Solarolo, nel weekend si conclude la Festa dell'Ascensione

SOLAROLO - Si conclude in questo weekend la tradizionale Festa dell'Ascensione di Solarolo. Domani, sabato 4 giugno, alle 15,30 è in programma una festa della scuola elementare ai giardini pubblici; alle 21 in Piazza Garibaldi si svolgerà un'esibizione di ballerini con Giorgio e le Magiche Fruste di Romagna, Rising Star Show, I Diavoli della Frusta e Rimini Dance Company.

 

Domenica 5 giugno giornata finale: dalle 15 in Piazza Gonzaga annullo postale speciale per i 150 anni dell'Unità d'Italia; alle 21 musica con Renzo e Luana. Spettacoli a ingresso libero. Stand gastronomici in Piazza Caduti, con specialità romagnole (preparate della Pro Loco), valdostane (proposte dai gemelli di Rhemes Notre Dame) e tedesche (preparate dai gemelli di Kirchheim am Reis). Durante la Festa dell'Ascensione i negozi restano aperti e molte bancarelle espongono prodotti di vario genere. Sono in programma anche diverse iniziative collaterali. Nella sala del consiglio comunale è esposta la mostra fotografica "Un saluto da Solarolo - Cent'anni raccontati dalle cartoline e da altre immagini", allestita dai Lions Club Valle del Senio. In Via Mazzini è visitabile il grande plastico "Solarolo com'era", ricostruzione in scala del centro storico anteguerra. Sempre in Via Mazzini è esposto un mercatino dell'Istituto Oncologico Romagnolo. Non mancano le tradizionali mostre di moto d'epoca e di macchine agricole.

 

LE ICONE DI SUOR ROSA

La Festa dell'Ascensione ha ormai un carattere di sagra popolare, ma cerca di tenere fede anche alle sue origini religiose. A tal proposito segnaliano la mostra mercato delle icone sacre realizzate da Suor Rosa Biolcati, allestita in Piazza Gonzaga.

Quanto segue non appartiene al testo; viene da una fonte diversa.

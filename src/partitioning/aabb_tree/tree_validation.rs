use super::tree::{AabbTree, NodeKind};
use crate::bounding_volume::BoundingVolume;
use std::collections::HashSet;

impl<T: Copy> AabbTree<T> {
    /// Panics if the tree isn’t well-formed.
    ///
    /// The tree is well-formed if it is topologically correct (every node is reachable exactly
    /// once from the root, parent links match child links) and geometrically correct (the AABB
    /// of each branch is the union of the AABBs of its children and no branch is left dirty).
    ///
    /// This must be called after [`AabbTree::update`].
    pub fn assert_well_formed(&self) {
        let Some(root) = self.root else {
            assert!(self.nodes.is_empty(), "An empty tree must not own any node.");
            return;
        };

        assert!(self.nodes[root].parent.is_none());

        let mut visited = HashSet::new();
        let mut stack = vec![root];

        while let Some(id) = stack.pop() {
            assert!(visited.insert(id), "Loop detected at node {}.", id);
            let node = &self.nodes[id];

            if let NodeKind::Branch { left, right } = node.kind {
                assert!(!node.dirty, "Branch {} is still dirty.", id);
                assert_eq!(self.nodes[left].parent, Some(id));
                assert_eq!(self.nodes[right].parent, Some(id));

                let union = self.nodes[left].aabb.merged(&self.nodes[right].aabb);
                assert_eq!(node.aabb, union, "Branch {} is not the union of its children.", id);

                stack.push(right);
                stack.push(left);
            }
        }

        assert_eq!(
            visited.len(),
            self.nodes.len(),
            "Some nodes are not reachable from the root."
        );
    }

    /// The depth of the deepest leaf of this tree (zero for a tree with a single leaf).
    pub fn depth(&self) -> usize {
        let mut result = 0;
        self.for_each_node(|_, depth, is_leaf| {
            if is_leaf {
                result = result.max(depth);
            }
        });
        result
    }
}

Dopo aver imparato quest'arte da maestri della scuola russa, da anni Suor Rosa (nata ad Andria 75 anni fa) dipinge e insegna nel suo laboratorio, allestito nel convento del Sacro Cuore di Ferrara. Le sue immagini del Volto Santo, della Madonna, degli Angeli e dei Santi appartengono non solo alla cultura bizantino-ortodossa, ma anche a quella occidentale fiamminga e rinascimentale, attraverso uno studio della pittura sacra che unisce spiritualmente culture diverse tra loro. Le icone, oggetti sacri a tutti gli effetti (vengono benedette con una cerimonia in chiesa), possono essere acquistate: i loro prezzi variano dai 50 euro per le più piccole, ai 600-700 euro per le più grandi ed elaborate, realizzate anche con l'utilizzo di fogli d'oro.